Entre os mais críticos está o primeiro-ministro de Israel, Benjamin Netanyahu, que, conforme relatado, tem demonstrado frustração e desapontamento. O memorando, que terá uma vigência inicial de 60 dias, poderá ser prorrogado por um período similar, enquanto as partes envolvidas continuam as negociações. Enquanto o governo dos EUA descreve o acordo como um avanço diplomático que visa evitar a eclosão de um conflito regional e estabilizar os mercados de energia, as autoridades israelenses argumentam que o texto não aborda adequadamente as suas principais preocupações.
Além disso, vozes críticas dentro do governo israelense questionam se Washington realmente terá a capacidade de utilizar o acordo como uma ferramenta para pressionar Teerã a desmantelar seu estoque de urânio enriquecido, um tópico sensível que preocupa as autoridades de segurança israelenses.
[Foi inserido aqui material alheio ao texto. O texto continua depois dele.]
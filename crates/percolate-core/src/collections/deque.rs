use super::error::CollectionError;
use slotmap::{SlotMap, new_key_type};
use std::fmt;
use std::iter::FusedIterator;

new_key_type! {
    struct NodeId;
}

#[derive(Debug, Clone)]
struct Node<T> {
    item: T,
    prev: Option<NodeId>,
    next: Option<NodeId>,
}

/// A double-ended queue backed by a doubly-linked chain of nodes.
///
/// Nodes live in a slot-map arena and refer to each other through handles,
/// so the chain owns every payload exactly once and no node is shared.
/// Insertion and removal at either end touch at most two nodes.
#[derive(Clone)]
pub struct Deque<T> {
    nodes: SlotMap<NodeId, Node<T>>,
    front: Option<NodeId>,
    back: Option<NodeId>,
}

impl<T> Deque<T> {
    /// Creates an empty deque.
    pub fn new() -> Self {
        Self {
            nodes: SlotMap::with_key(),
            front: None,
            back: None,
        }
    }

    pub fn len(&self) -> usize {
        self.nodes.len()
    }

    pub fn is_empty(&self) -> bool {
        self.nodes.is_empty()
    }

    /// Inserts `item` at the front.
    pub fn add_first(&mut self, item: T) {
        let id = self.nodes.insert(Node {
            item,
            prev: None,
            next: self.front,
        });
        match self.front {
            Some(old_front) => self.nodes[old_front].prev = Some(id),
            None => self.back = Some(id),
        }
        self.front = Some(id);
    }

    /// Inserts `item` at the back.
    pub fn add_last(&mut self, item: T) {
        let id = self.nodes.insert(Node {
            item,
            prev: self.back,
            next: None,
        });
        match self.back {
            Some(old_back) => self.nodes[old_back].next = Some(id),
            None => self.front = Some(id),
        }
        self.back = Some(id);
    }

    /// Removes and returns the item at the front.
    pub fn remove_first(&mut self) -> Result<T, CollectionError> {
        let node = self
            .front
            .and_then(|id| self.nodes.remove(id))
            .ok_or(CollectionError::Empty {
                operation: "remove_first",
            })?;

        self.front = node.next;
        match node.next {
            Some(new_front) => self.nodes[new_front].prev = None,
            None => self.back = None,
        }
        Ok(node.item)
    }

    /// Removes and returns the item at the back.
    pub fn remove_last(&mut self) -> Result<T, CollectionError> {
        let node = self
            .back
            .and_then(|id| self.nodes.remove(id))
            .ok_or(CollectionError::Empty {
                operation: "remove_last",
            })?;

        self.back = node.prev;
        match node.prev {
            Some(new_back) => self.nodes[new_back].next = None,
            None => self.front = None,
        }
        Ok(node.item)
    }

    pub fn peek_first(&self) -> Option<&T> {
        self.front.map(|id| &self.nodes[id].item)
    }

    pub fn peek_last(&self) -> Option<&T> {
        self.back.map(|id| &self.nodes[id].item)
    }

    /// Returns a front-to-back iterator over the items.
    ///
    /// Every call starts a fresh traversal; any number of iterators may be
    /// alive at once.
    pub fn iter(&self) -> Iter<'_, T> {
        Iter {
            nodes: &self.nodes,
            head: self.front,
            tail: self.back,
            remaining: self.nodes.len(),
        }
    }

    /// Verifies the structural invariants of the node chain.
    ///
    /// An empty deque has no ends; a single node is both ends and has no
    /// links; otherwise the ends differ, their outward links are absent, and
    /// walking forward from the front visits exactly `len()` nodes and stops
    /// at the back, with every `prev` mirroring the `next` that led to it.
    pub fn check_invariants(&self) -> bool {
        match (self.front, self.back) {
            (None, None) => self.nodes.is_empty(),
            (Some(front), Some(back)) if self.nodes.len() == 1 => {
                let node = &self.nodes[front];
                front == back && node.prev.is_none() && node.next.is_none()
            }
            (Some(front), Some(back)) => {
                if front == back
                    || self.nodes.len() < 2
                    || self.nodes[front].prev.is_some()
                    || self.nodes[back].next.is_some()
                {
                    return false;
                }

                let mut visited = 1;
                let mut current = front;
                while let Some(next) = self.nodes[current].next {
                    if self.nodes[next].prev != Some(current) || visited > self.nodes.len() {
                        return false;
                    }
                    visited += 1;
                    current = next;
                }
                visited == self.nodes.len() && current == back
            }
            _ => false,
        }
    }
}

impl<T> Default for Deque<T> {
    fn default() -> Self {
        Self::new()
    }
}

impl<T: fmt::Debug> fmt::Debug for Deque<T> {
    fn fmt(&self, f: &mut fmt::Formatter<'_>) -> fmt::Result {
        f.debug_list().entries(self.iter()).finish()
    }
}

impl<T: PartialEq> PartialEq for Deque<T> {
    fn eq(&self, other: &Self) -> bool {
        self.len() == other.len() && self.iter().eq(other.iter())
    }
}

impl<T: Eq> Eq for Deque<T> {}

impl<T> Extend<T> for Deque<T> {
    fn extend<I: IntoIterator<Item = T>>(&mut self, iter: I) {
        for item in iter {
            self.add_last(item);
        }
    }
}

impl<T> FromIterator<T> for Deque<T> {
    fn from_iter<I: IntoIterator<Item = T>>(iter: I) -> Self {
        let mut deque = Self::new();
        deque.extend(iter);
        deque
    }
}

pub struct Iter<'a, T> {
    nodes: &'a SlotMap<NodeId, Node<T>>,
    head: Option<NodeId>,
    tail: Option<NodeId>,
    remaining: usize,
}

impl<'a, T> Iterator for Iter<'a, T> {
    type Item = &'a T;

    fn next(&mut self) -> Option<Self::Item> {
        if self.remaining == 0 {
            return None;
        }
        let nodes = self.nodes;
        let node = &nodes[self.head?];
        self.head = node.next;
        self.remaining -= 1;
        Some(&node.item)
    }

    fn size_hint(&self) -> (usize, Option<usize>) {
        (self.remaining, Some(self.remaining))
    }
}

impl<T> DoubleEndedIterator for Iter<'_, T> {
    fn next_back(&mut self) -> Option<Self::Item> {
        if self.remaining == 0 {
            return None;
        }
        let nodes = self.nodes;
        let node = &nodes[self.tail?];
        self.tail = node.prev;
        self.remaining -= 1;
        Some(&node.item)
    }
}

impl<T> ExactSizeIterator for Iter<'_, T> {}
impl<T> FusedIterator for Iter<'_, T> {}

impl<'a, T> IntoIterator for &'a Deque<T> {
    type Item = &'a T;
    type IntoIter = Iter<'a, T>;

    fn into_iter(self) -> Self::IntoIter {
        self.iter()
    }
}

pub struct IntoIter<T>(Deque<T>);

impl<T> Iterator for IntoIter<T> {
    type Item = T;

    fn next(&mut self) -> Option<T> {
        self.0.remove_first().ok()
    }

    fn size_hint(&self) -> (usize, Option<usize>) {
        (self.0.len(), Some(self.0.len()))
    }
}

impl<T> DoubleEndedIterator for IntoIter<T> {
    fn next_back(&mut self) -> Option<T> {
        self.0.remove_last().ok()
    }
}

impl<T> ExactSizeIterator for IntoIter<T> {}
impl<T> FusedIterator for IntoIter<T> {}

impl<T> IntoIterator for Deque<T> {
    type Item = T;
    type IntoIter = IntoIter<T>;

    fn into_iter(self) -> Self::IntoIter {
        IntoIter(self)
    }
}
use super::union_find::{DisjointSet, WeightedQuickUnion};
use thiserror::Error;

#[derive(Debug, Error, PartialEq, Eq, Clone)]
pub enum GridError {
    #[error("Invalid grid size {0}: the grid must have at least one row")]
    InvalidSize(usize),

    #[error("Grid size {0} exceeds the largest supported size {max}", max = MAX_GRID_SIZE)]
    TooLarge(usize),

    #[error("Site ({row}, {col}) is outside the {size}x{size} grid")]
    OutOfRange { row: usize, col: usize, size: usize },
}

/// Largest supported side length. Each site costs about 33 bytes across the
/// open flags and both disjoint sets, so this caps a grid near 2.2 GB.
pub const MAX_GRID_SIZE: usize = 8192;

const VIRTUAL_TOP: usize = 0;

/// An N-by-N grid of sites, each either open or blocked.
///
/// Sites are addressed with 1-indexed `(row, col)` pairs. Connectivity is
/// tracked in two disjoint-set structures: `connectivity` includes a virtual
/// bottom node and answers [`percolates`](Self::percolates), while `fullness`
/// never sees the bottom node, so [`is_full`](Self::is_full) cannot report
/// sites that are only reachable through it.
#[derive(Debug, Clone)]
pub struct PercolationGrid<U = WeightedQuickUnion> {
    size: usize,
    open: Vec<bool>,
    open_count: usize,
    virtual_bottom: usize,
    connectivity: U,
    fullness: U,
}

impl PercolationGrid<WeightedQuickUnion> {
    /// Creates an N-by-N grid with every site blocked.
    pub fn new(size: usize) -> Result<Self, GridError> {
        Self::with_disjoint_set(size)
    }
}

impl<U: DisjointSet> PercolationGrid<U> {
    /// Creates an N-by-N grid backed by the given [`DisjointSet`] implementation.
    pub fn with_disjoint_set(size: usize) -> Result<Self, GridError> {
        if size == 0 {
            return Err(GridError::InvalidSize(size));
        }
        if size > MAX_GRID_SIZE {
            return Err(GridError::TooLarge(size));
        }
        let sites = size * size;

        let virtual_bottom = sites + 1;
        Ok(Self {
            size,
            open: vec![false; sites],
            open_count: 0,
            virtual_bottom,
            connectivity: U::with_len(sites + 2),
            fullness: U::with_len(sites + 1),
        })
    }

    pub fn size(&self) -> usize {
        self.size
    }

    pub fn number_of_open_sites(&self) -> usize {
        self.open_count
    }

    /// Opens the site at `(row, col)` and joins it to its open neighbours.
    ///
    /// Opening an already open site is a no-op.
    pub fn open(&mut self, row: usize, col: usize) -> Result<(), GridError> {
        let site = self.site_index(row, col)?;
        if self.open[site - 1] {
            return Ok(());
        }
        self.open[site - 1] = true;
        self.open_count += 1;

        if row == 1 {
            self.connectivity.union(site, VIRTUAL_TOP);
            self.fullness.union(site, VIRTUAL_TOP);
        }
        if row == self.size {
            self.connectivity.union(site, self.virtual_bottom);
        }

        let neighbours = [
            (row > 1).then(|| (row - 1, col)),
            (row < self.size).then(|| (row + 1, col)),
            (col > 1).then(|| (row, col - 1)),
            (col < self.size).then(|| (row, col + 1)),
        ];
        for (n_row, n_col) in neighbours.into_iter().flatten() {
            let neighbour = self.linear_index(n_row, n_col);
            if self.open[neighbour - 1] {
                self.connectivity.union(site, neighbour);
                self.fullness.union(site, neighbour);
            }
        }
        Ok(())
    }

    pub fn is_open(&self, row: usize, col: usize) -> Result<bool, GridError> {
        let site = self.site_index(row, col)?;
        Ok(self.open[site - 1])
    }

    /// Whether the site is connected to the top row through open sites.
    pub fn is_full(&mut self, row: usize, col: usize) -> Result<bool, GridError> {
        let site = self.site_index(row, col)?;
        Ok(self.fullness.connected(site, VIRTUAL_TOP))
    }

    /// Whether an open path joins the top row to the bottom row.
    pub fn percolates(&mut self) -> bool {
        self.connectivity.connected(VIRTUAL_TOP, self.virtual_bottom)
    }

    fn site_index(&self, row: usize, col: usize) -> Result<usize, GridError> {
        if row == 0 || row > self.size || col == 0 || col > self.size {
            return Err(GridError::OutOfRange {
                row,
                col,
                size: self.size,
            });
        }
        Ok(self.linear_index(row, col))
    }

    #[inline]
    fn linear_index(&self, row: usize, col: usize) -> usize {
        self.size * (row - 1) + col
    }
}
A possibilidade de um afrouxamento das sanções econômicas contra o Irã e a recuperação econômica do país persa também estão em discussão, levantando temores sobre o fortalecimento da influência iraniana na região.
Por outro lado, alguns integrantes do governo israelense adotam uma postura mais cautelosa em relação ao acordo. Um analista ouvido pela mídia local sugeriu que, se o memorando conseguir garantir a remoção do urânio, isso poderia “salvar a honra do Ocidente”, o que indica que o debate interno em Israel continua intenso e dividido sobre a melhor forma de lidar com a situação. A dinâmica entre Israel e as potências globais continua sendo um tema de grande relevância no cenário geopolítico atual.